Here's my summary of my experience last SB:
Quote:
Originally Posted by youtalkfunny
I never thought we were drawing dead. I didn't like our chances, of course, but I never "gave up", as a few here were brave enought to admit.
I was at a large party with only three Pats fans, two of which were my gf and I. We had to listen to a LOT of ****-talk for the first three quarters. When we pulled within a TD+2, my buddy started mocking their Dirty Bird dancing, but I did not join in. "Not yet," I told him.
When we tied it, he came over for a high-five. I reluctantly gave him one, but kept my game-face on. "We haven't won anything yet," I reminded him.
Then, when we finally got there, I stood to fully celebrate, to finally do a little Dirty Bird of my own--but I was exhausted! I was numb. It was so unbelievable, it didn't seem real. How I wish I had watched this game with Pats fans, instead of a house-ful of haters.

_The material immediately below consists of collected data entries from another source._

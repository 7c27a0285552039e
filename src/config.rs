use std::str::FromStr;
use std::time::Duration;

use tracing::{info, warn};

use crate::admin::{MasterPassword, DEFAULT_RESET_DELAY};
use crate::database::{DEFAULT_LIMIT, MAX_LIMIT};

const GENERATED_PASSWORD_LENGTH: usize = 20;

#[derive(Debug)]
pub enum ConfigError {
    Invalid { key: &'static str, value: String },
}

impl std::error::Error for ConfigError {}

impl std::fmt::Display for ConfigError {
    fn fmt(&self, f: &mut std::fmt::Formatter<'_>) -> std::fmt::Result {
        match self {
            Self::Invalid { key, value } => write!(f, "invalid value for {}: {:?}", key, value),
        }
    }
}

#[derive(Debug, Clone)]
pub struct Config {
    /// `None` keeps the records in memory.
    pub database_url: Option<String>,
    pub master_password: MasterPassword,
    pub leaderboard_limit: usize,
    pub clear_reset_delay: Duration,
}

impl Config {
    /// Reads the configuration from the environment and a `.env` file if present.
    pub fn from_env() -> Result<Self, ConfigError> {
        dotenv::dotenv().ok();
        Self::from_lookup(|key| dotenv::var(key).ok())
    }

    pub fn from_lookup(lookup: impl Fn(&str) -> Option<String>) -> Result<Self, ConfigError> {
        let database_url = lookup("DATABASE_URL").filter(|url| !url.is_empty());
        if database_url.is_none() {
            warn!("DATABASE_URL is not set, records are kept in memory only");
        }

        let master_password = match lookup("MASTER_PASSWORD").filter(|key| !key.is_empty()) {
            Some(key) => MasterPassword::new(key),
            None => {
                warn!("MASTER_PASSWORD is not set, clearing the leaderboard is disabled");
                MasterPassword::generate(GENERATED_PASSWORD_LENGTH)
            }
        };

        let leaderboard_limit =
            parse_or(&lookup, "LEADERBOARD_LIMIT", DEFAULT_LIMIT)?.clamp(1, MAX_LIMIT);
        let clear_reset_delay = match lookup("CLEAR_RESET_DELAY_SECS") {
            Some(value) => Duration::from_secs(parse("CLEAR_RESET_DELAY_SECS", value)?),
            None => DEFAULT_RESET_DELAY,
        };

        Ok(Self {
            database_url,
            master_password,
            leaderboard_limit,
            clear_reset_delay,
        })
    }

    /// Configuration with an in-memory store and a known admin password.
    pub fn in_memory(master_password: &str) -> Self {
        Self {
            database_url: None,
            master_password: MasterPassword::new(master_password),
            leaderboard_limit: DEFAULT_LIMIT,
            clear_reset_delay: DEFAULT_RESET_DELAY,
        }
    }
}

fn parse<T: FromStr>(key: &'static str, value: String) -> Result<T, ConfigError> {
    value
        .trim()
        .parse()
        .map_err(|_| ConfigError::Invalid { key, value })
}

fn parse_or<T: FromStr + std::fmt::Display>(
    lookup: &impl Fn(&str) -> Option<String>,
    key: &'static str,
    default: T,
) -> Result<T, ConfigError> {
    match lookup(key) {
        Some(value) => parse(key, value),
        None => {
            info!("{} not set, using default: {}", key, default);
            Ok(default)
        }
    }
}
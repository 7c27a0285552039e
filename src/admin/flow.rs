use std::time::Duration;

use tokio::time::Instant;

use super::*;

/// Default time a finished clear stays on screen before the flow resets.
pub const DEFAULT_RESET_DELAY: Duration = Duration::from_secs(3);

#[derive(Debug)]
pub enum ClearState {
    Idle,
    PasswordEntered,
    Validating,
    Deleting,
    Success(ClearReport),
    PartialFailure(ClearReport),
    /// Holds the message describing what went wrong.
    Failure(String),
}

impl ClearState {
    pub fn is_finished(&self) -> bool {
        matches!(
            self,
            Self::Success(_) | Self::PartialFailure(_) | Self::Failure(_)
        )
    }
}

/// Admin "delete all records" interaction.
///
/// `Idle -> PasswordEntered -> Validating -> Deleting -> Success | PartialFailure`,
/// or `Failure` from validation or deletion. A finished flow returns to `Idle`
/// once the reset delay has passed.
pub struct ClearFlow {
    state: ClearState,
    password: String,
    reset_delay: Duration,
    finished_at: Option<Instant>,
}

impl ClearFlow {
    pub fn new(reset_delay: Duration) -> Self {
        Self {
            state: ClearState::Idle,
            password: String::new(),
            reset_delay,
            finished_at: None,
        }
    }

    pub fn state(&self) -> &ClearState {
        &self.state
    }

    /// Stores the typed password.
    pub fn enter_password(&mut self, password: impl Into<String>) {
        self.password = password.into();
        self.finished_at = None;
        self.state = if self.password.is_empty() {
            ClearState::Idle
        } else {
            ClearState::PasswordEntered
        };
    }

    /// Validates the entered password and clears the store when it matches.
    pub async fn submit(
        &mut self,
        store: &dyn RecordStore,
        secret: &MasterPassword,
        now: Instant,
    ) -> Result<ClearReport, ClearFailure> {
        self.state = ClearState::Validating;
        let outcome = match check_password(secret, &self.password) {
            Ok(()) => {
                self.state = ClearState::Deleting;
                delete_all_records(store).await
            }
            Err(failure) => Err(failure),
        };

        self.state = match &outcome {
            Ok(report) if report.complete() => ClearState::Success(*report),
            Ok(report) => ClearState::PartialFailure(*report),
            Err(failure) => ClearState::Failure(failure.to_string()),
        };
        self.finished_at = Some(now);
        outcome
    }

    /// Returns to `Idle` and forgets the password once a finished flow has
    /// been shown for the reset delay. Returns whether a reset happened.
    pub fn poll_reset(&mut self, now: Instant) -> bool {
        match self.finished_at {
            Some(finished_at)
                if self.state.is_finished()
                    && now.saturating_duration_since(finished_at) >= self.reset_delay =>
            {
                self.state = ClearState::Idle;
                self.password.clear();
                self.finished_at = None;
                true
            }
            _ => false,
        }
    }

    /// Text shown next to the admin controls.
    pub fn message(&self) -> Option<String> {
        match &self.state {
            ClearState::Idle | ClearState::PasswordEntered => None,
            ClearState::Validating => Some("Checking the password...".to_owned()),
            ClearState::Deleting => Some("Deleting records...".to_owned()),
            ClearState::Success(report) if report.total == 0 => {
                Some("There were no records to delete.".to_owned())
            }
            ClearState::Success(_) => Some("All records have been deleted.".to_owned()),
            ClearState::PartialFailure(report) => Some(format!(
                "Deleted {}/{} records.",
                report.deleted, report.total
            )),
            ClearState::Failure(message) => Some(format!("{}.", message)),
        }
    }
}

impl Default for ClearFlow {
    fn default() -> Self {
        Self::new(DEFAULT_RESET_DELAY)
    }
}
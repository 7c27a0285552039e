use std::collections::HashSet;

use tokio::sync::Mutex;

use super::{
    timestamp_now, DeletePredicate, GameRecord, GameRecordInput, RecordId, RecordQuery,
    RecordStore, StoreError, StoreResult,
};
use crate::leaderboard;

/// Operations of [`MemoryRecordStore`] that can be made to fail.
#[derive(Clone, Debug, Default)]
pub struct FailureSwitches {
    pub insert: bool,
    pub select: bool,
    pub record_ids: bool,
    pub delete_all: bool,
    pub delete_id_list: bool,
    /// Single-row deletes of these ids fail.
    pub delete_rows: HashSet<RecordId>,
    /// Bulk deletes report success but leave these ids in place.
    pub sticky_rows: HashSet<RecordId>,
}

#[derive(Default)]
struct Table {
    rows: Vec<GameRecord>,
    last_id: RecordId,
    failures: FailureSwitches,
}

/// In-process `game_records` table.
#[derive(Default)]
pub struct MemoryRecordStore {
    table: Mutex<Table>,
}

impl MemoryRecordStore {
    pub fn new() -> Self {
        Self::default()
    }

    pub async fn set_failures(&self, failures: FailureSwitches) {
        self.table.lock().await.failures = failures;
    }

    pub async fn len(&self) -> usize {
        self.table.lock().await.rows.len()
    }

    pub async fn is_empty(&self) -> bool {
        self.len().await == 0
    }
}

fn unavailable(operation: &str) -> StoreError {
    StoreError::Unavailable(format!("{} is switched off", operation))
}

#[rocket::async_trait]
impl RecordStore for MemoryRecordStore {
    async fn insert(&self, input: GameRecordInput) -> StoreResult<GameRecord> {
        let mut table = self.table.lock().await;
        if table.failures.insert {
            return Err(unavailable("insert"));
        }

        table.last_id += 1;
        let record = GameRecord::from_input(table.last_id, input, timestamp_now());
        table.rows.push(record.clone());
        Ok(record)
    }

    async fn select(&self, query: &RecordQuery) -> StoreResult<Vec<GameRecord>> {
        let table = self.table.lock().await;
        if table.failures.select {
            return Err(unavailable("select"));
        }

        let mut records: Vec<GameRecord> = table
            .rows
            .iter()
            .filter(|record| query.mode.map_or(true, |mode| record.game_mode == mode))
            .cloned()
            .collect();
        records.sort_by(leaderboard::rank_order);
        records.truncate(query.limit);
        Ok(records)
    }

    async fn record_ids(&self) -> StoreResult<Vec<RecordId>> {
        let table = self.table.lock().await;
        if table.failures.record_ids {
            return Err(unavailable("record ids"));
        }

        Ok(table.rows.iter().map(|record| record.id).collect())
    }

    async fn delete(&self, predicate: &DeletePredicate) -> StoreResult<u64> {
        let mut table = self.table.lock().await;
        match predicate {
            DeletePredicate::All if table.failures.delete_all => {
                return Err(unavailable("bulk delete"))
            }
            DeletePredicate::IdIn(_) if table.failures.delete_id_list => {
                return Err(unavailable("id list delete"))
            }
            DeletePredicate::Id(id) if table.failures.delete_rows.contains(id) => {
                return Err(unavailable("row delete"))
            }
            _ => {}
        }

        let Table { rows, failures, .. } = &mut *table;
        let before = rows.len();
        rows.retain(|record| {
            let sticky = !matches!(predicate, DeletePredicate::Id(_))
                && failures.sticky_rows.contains(&record.id);
            sticky || !predicate.matches(record.id)
        });
        Ok((before - rows.len()) as u64)
    }
}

I can't wait to fire up the DVR for a rewatch that I can ENJOY. Yesterday, I was THIS CLOSE to pulling a Wahlberg and leaving the party early (I don't blame him--getting routed is 1000x worse when YOU THE FAN are getting heckled during it, as I learned yesterday). I guess I can point to that, when folks doubt that I never gave up?

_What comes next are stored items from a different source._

use std::time::Duration;

use sqlx::any::{AnyPoolOptions, AnyRow};

use super::*;

const COLUMNS: &str = "id, player_name, score, total_questions, time_taken, game_mode, created_at";

/// `game_records` table behind a sqlx pool. Postgres and SQLite urls are supported.
pub struct SqlRecordStore {
    pool: DatabasePool,
}

impl SqlRecordStore {
    /// Connects to `database_url` and creates the table if it is missing.
    pub async fn connect(database_url: &str) -> StoreResult<Self> {
        sqlx::any::install_default_drivers();

        let pool = pool_options(database_url).connect(database_url).await?;

        let store = Self { pool };
        store.create_table(schema_for(database_url)).await?;
        Ok(store)
    }

    async fn create_table(&self, schema: &str) -> StoreResult<()> {
        sqlx::query(schema).execute(&self.pool).await?;
        Ok(())
    }
}

fn pool_options(database_url: &str) -> AnyPoolOptions {
    if database_url.contains(":memory:") {
        // Every SQLite in-memory connection is a separate database, and the data
        // lives only as long as that one connection
        AnyPoolOptions::new()
            .max_connections(1)
            .idle_timeout(None::<Duration>)
            .max_lifetime(None::<Duration>)
    } else {
        AnyPoolOptions::new().max_connections(5)
    }
}

fn schema_for(database_url: &str) -> &'static str {
    if database_url.starts_with("postgres") {
        "CREATE TABLE IF NOT EXISTS game_records (
            id BIGSERIAL PRIMARY KEY,
            player_name TEXT NOT NULL,
            score BIGINT NOT NULL,
            total_questions BIGINT NOT NULL,
            time_taken BIGINT NOT NULL,
            game_mode TEXT NOT NULL,
            created_at TEXT NOT NULL
        )"
    } else {
        "CREATE TABLE IF NOT EXISTS game_records (
            id INTEGER PRIMARY KEY AUTOINCREMENT,
            player_name TEXT NOT NULL,
            score INTEGER NOT NULL,
            total_questions INTEGER NOT NULL,
            time_taken INTEGER NOT NULL,
            game_mode TEXT NOT NULL,
            created_at TEXT NOT NULL
        )"
    }
}

fn get_u32(row: &AnyRow, column: &'static str) -> StoreResult<u32> {
    let value = row.try_get::<i64, _>(column)?;
    u32::try_from(value).map_err(|error| StoreError::Decode {
        column,
        reason: error.to_string(),
    })
}

fn decode_record(row: &AnyRow) -> StoreResult<GameRecord> {
    let game_mode = row
        .try_get::<String, _>("game_mode")?
        .parse()
        .map_err(|error: UnknownGameMode| StoreError::Decode {
            column: "game_mode",
            reason: error.to_string(),
        })?;

    Ok(GameRecord {
        id: row.try_get::<RecordId, _>("id")?,
        player_name: row.try_get::<String, _>("player_name")?,
        score: get_u32(row, "score")?,
        total_questions: get_u32(row, "total_questions")?,
        time_taken: get_u32(row, "time_taken")?,
        game_mode,
        created_at: row.try_get::<String, _>("created_at")?,
    })
}

#[rocket::async_trait]
impl RecordStore for SqlRecordStore {
    async fn insert(&self, input: GameRecordInput) -> StoreResult<GameRecord> {
        let created_at = timestamp_now();
        let row = sqlx::query(
            "INSERT INTO game_records (player_name, score, total_questions, time_taken, game_mode, created_at) \
             VALUES ($1, $2, $3, $4, $5, $6) RETURNING id",
        )
        .bind(input.player_name.clone())
        .bind(i64::from(input.score))
        .bind(i64::from(input.total_questions))
        .bind(i64::from(input.time_taken))
        .bind(input.game_mode.as_str())
        .bind(created_at.clone())
        .fetch_one(&self.pool)
        .await?;

        let id = row.try_get::<RecordId, _>("id")?;
        Ok(GameRecord::from_input(id, input, created_at))
    }

    async fn select(&self, query: &RecordQuery) -> StoreResult<Vec<GameRecord>> {
        let limit = i64::try_from(query.limit).unwrap_or(i64::MAX);
        let rows = match query.mode {
            Some(mode) => {
                sqlx::query(&format!(
                    "SELECT {} FROM game_records WHERE game_mode = $1 \
                     ORDER BY score DESC, time_taken ASC LIMIT $2",
                    COLUMNS
                ))
                .bind(mode.as_str())
                .bind(limit)
                .fetch_all(&self.pool)
                .await?
            }
            None => {
                sqlx::query(&format!(
                    "SELECT {} FROM game_records ORDER BY score DESC, time_taken ASC LIMIT $1",
                    COLUMNS
                ))
                .bind(limit)
                .fetch_all(&self.pool)
                .await?
            }
        };

        rows.iter().map(decode_record).collect()
    }

    async fn record_ids(&self) -> StoreResult<Vec<RecordId>> {
        let rows = sqlx::query("SELECT id FROM game_records")
            .fetch_all(&self.pool)
            .await?;

        rows.iter()
            .map(|row| row.try_get::<RecordId, _>("id").map_err(StoreError::from))
            .collect()
    }

    async fn delete(&self, predicate: &DeletePredicate) -> StoreResult<u64> {
        let response = match predicate {
            DeletePredicate::All => {
                sqlx::query("DELETE FROM game_records")
                    .execute(&self.pool)
                    .await?
            }
            DeletePredicate::Id(id) => {
                sqlx::query("DELETE FROM game_records WHERE id = $1")
                    .bind(*id)
                    .execute(&self.pool)
                    .await?
            }
            DeletePredicate::IdIn(ids) if ids.is_empty() => return Ok(0),
            DeletePredicate::IdIn(ids) => {
                let placeholders: Vec<String> =
                    (1..=ids.len()).map(|index| format!("${}", index)).collect();
                let sql = format!(
                    "DELETE FROM game_records WHERE id IN ({})",
                    placeholders.join(", ")
                );
                let mut query = sqlx::query(&sql);
                for id in ids {
                    query = query.bind(*id);
                }
                query.execute(&self.pool).await?
            }
        };

        Ok(response.rows_affected())
    }
}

Oh, and I won the pool with a near-perfect prop sheet. Thanks for the $$$, haters!
And these were people who LIKE me! Now imagine the Pats come into THEIR building, and crush their dreams. Remember, Minnesota still has 0 Super Bowl titles, folks are THIRSTY. This town is going bananas this season, the wins keep piling up, the team is very good in all three phases (I'll even call the defense "great"), the head coach is doing a tremendous job (watching them never beat themselves with penalties nor turnovers is very Belichickian).
The home-ice thing as made everyone here even more intense--you should have heard them rooting against Philly last night, who needs a loss to give Minny a chance at the 1-seed, and home-ice throughout. I keep telling them not to worry, Philly is barely scraping by dog-**** teams like NYG and OAK, they're not winning a playoff game...and if they do, you'll have no trouble going into their house and pitching a shutout.

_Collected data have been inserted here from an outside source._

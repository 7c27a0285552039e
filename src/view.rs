use tracing::debug;

use crate::database::{GameMode, GameRecord, RecordQuery, RecordStore, StoreResult};
use crate::leaderboard::Leaderboard;

/// What the screen shows once a fetch has settled: the leaderboard or an error message.
pub type ViewResult = Result<Leaderboard, String>;

/// A fetch issued by [`LeaderboardView`]. Only the latest ticket's result is applied.
#[derive(Clone, Copy, Debug, PartialEq, Eq)]
pub struct FetchTicket {
    generation: u64,
    pub query: RecordQuery,
}

/// Leaderboard screen state: the selected mode and what is shown for it.
pub struct LeaderboardView {
    selected: GameMode,
    limit: usize,
    generation: u64,
    /// `None` while a fetch is in flight.
    status: Option<ViewResult>,
}

impl LeaderboardView {
    pub fn new(selected: GameMode, limit: usize) -> Self {
        Self {
            selected,
            limit,
            generation: 0,
            status: None,
        }
    }

    pub fn selected(&self) -> GameMode {
        self.selected
    }

    pub fn is_loading(&self) -> bool {
        self.status.is_none()
    }

    pub fn status(&self) -> Option<&ViewResult> {
        self.status.as_ref()
    }

    /// Switches mode. Selecting the current mode does nothing.
    pub fn select_mode(&mut self, mode: GameMode) -> Option<FetchTicket> {
        if mode == self.selected {
            return None;
        }
        self.selected = mode;
        Some(self.refresh())
    }

    /// Starts a new fetch for the selected mode; also used for manual retry.
    pub fn refresh(&mut self) -> FetchTicket {
        self.generation += 1;
        self.status = None;
        FetchTicket {
            generation: self.generation,
            query: RecordQuery::new(Some(self.selected), self.limit),
        }
    }

    /// Applies the result of `ticket`. Results of outdated tickets are dropped.
    pub fn complete(&mut self, ticket: FetchTicket, result: StoreResult<Vec<GameRecord>>) -> bool {
        if ticket.generation != self.generation {
            debug!(
                ticket = ticket.generation,
                latest = self.generation,
                "dropping an outdated leaderboard response"
            );
            return false;
        }

        self.settle(result);
        true
    }

    /// Refreshes and waits for the store.
    pub async fn load(&mut self, store: &dyn RecordStore) -> &ViewResult {
        let ticket = self.refresh();
        let result = store.select(&ticket.query).await;
        self.settle(result)
    }

    fn settle(&mut self, result: StoreResult<Vec<GameRecord>>) -> &ViewResult {
        let shown = result
            .map(Leaderboard::new)
            .map_err(|error| format!("Failed to load the leaderboard: {}", error));
        self.status.insert(shown)
    }
}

Right now, if I have to attend that party to watch a Vikes-Pats SB, the plan is: backyard wrestling! Before the game, my friend in a Vikes jersey will slam me through a table. I'm hoping that seeing that will diffuse some of hate coming my way. I'm not kidding, I've got the match scripted already, down to the introductions:
ANNOUNCER: Introducing, in the corner to my left, he is accompanied by his manager, Bill Belichick (my buddy wearing a Pats hoodie with sleeves cut off), hailing from Foxboro Massachusetts--
ME: (interrupting) That's "The Fabulous Foxboro Massachusetts!" When you introduce me, it's "The Fabulous Foxboro Massachusetts!"
ANNOUNCER: From The Fabulous Foxboro, Massachusetts...Pat Patriot!
(crowd boos)
ANNOUNCER: And his opponent....from the Fabulous Minneapolis Minnesota....
(crowd goes crazy)
ANNOUNCER: ...Eric "The Red" Gjallerhorn!
(Match will include Patriots cheating--Coach will distract ref while I pull out a foreign object, and will definitely hide it in his hoodie after the fact--and will end with me going through a table. I don't imagine my buddy will be able to lift me, there may be a ladder involved. If any of you know how to gimmick the table so it will break my fall instead of my back, drop me a PM, plz.)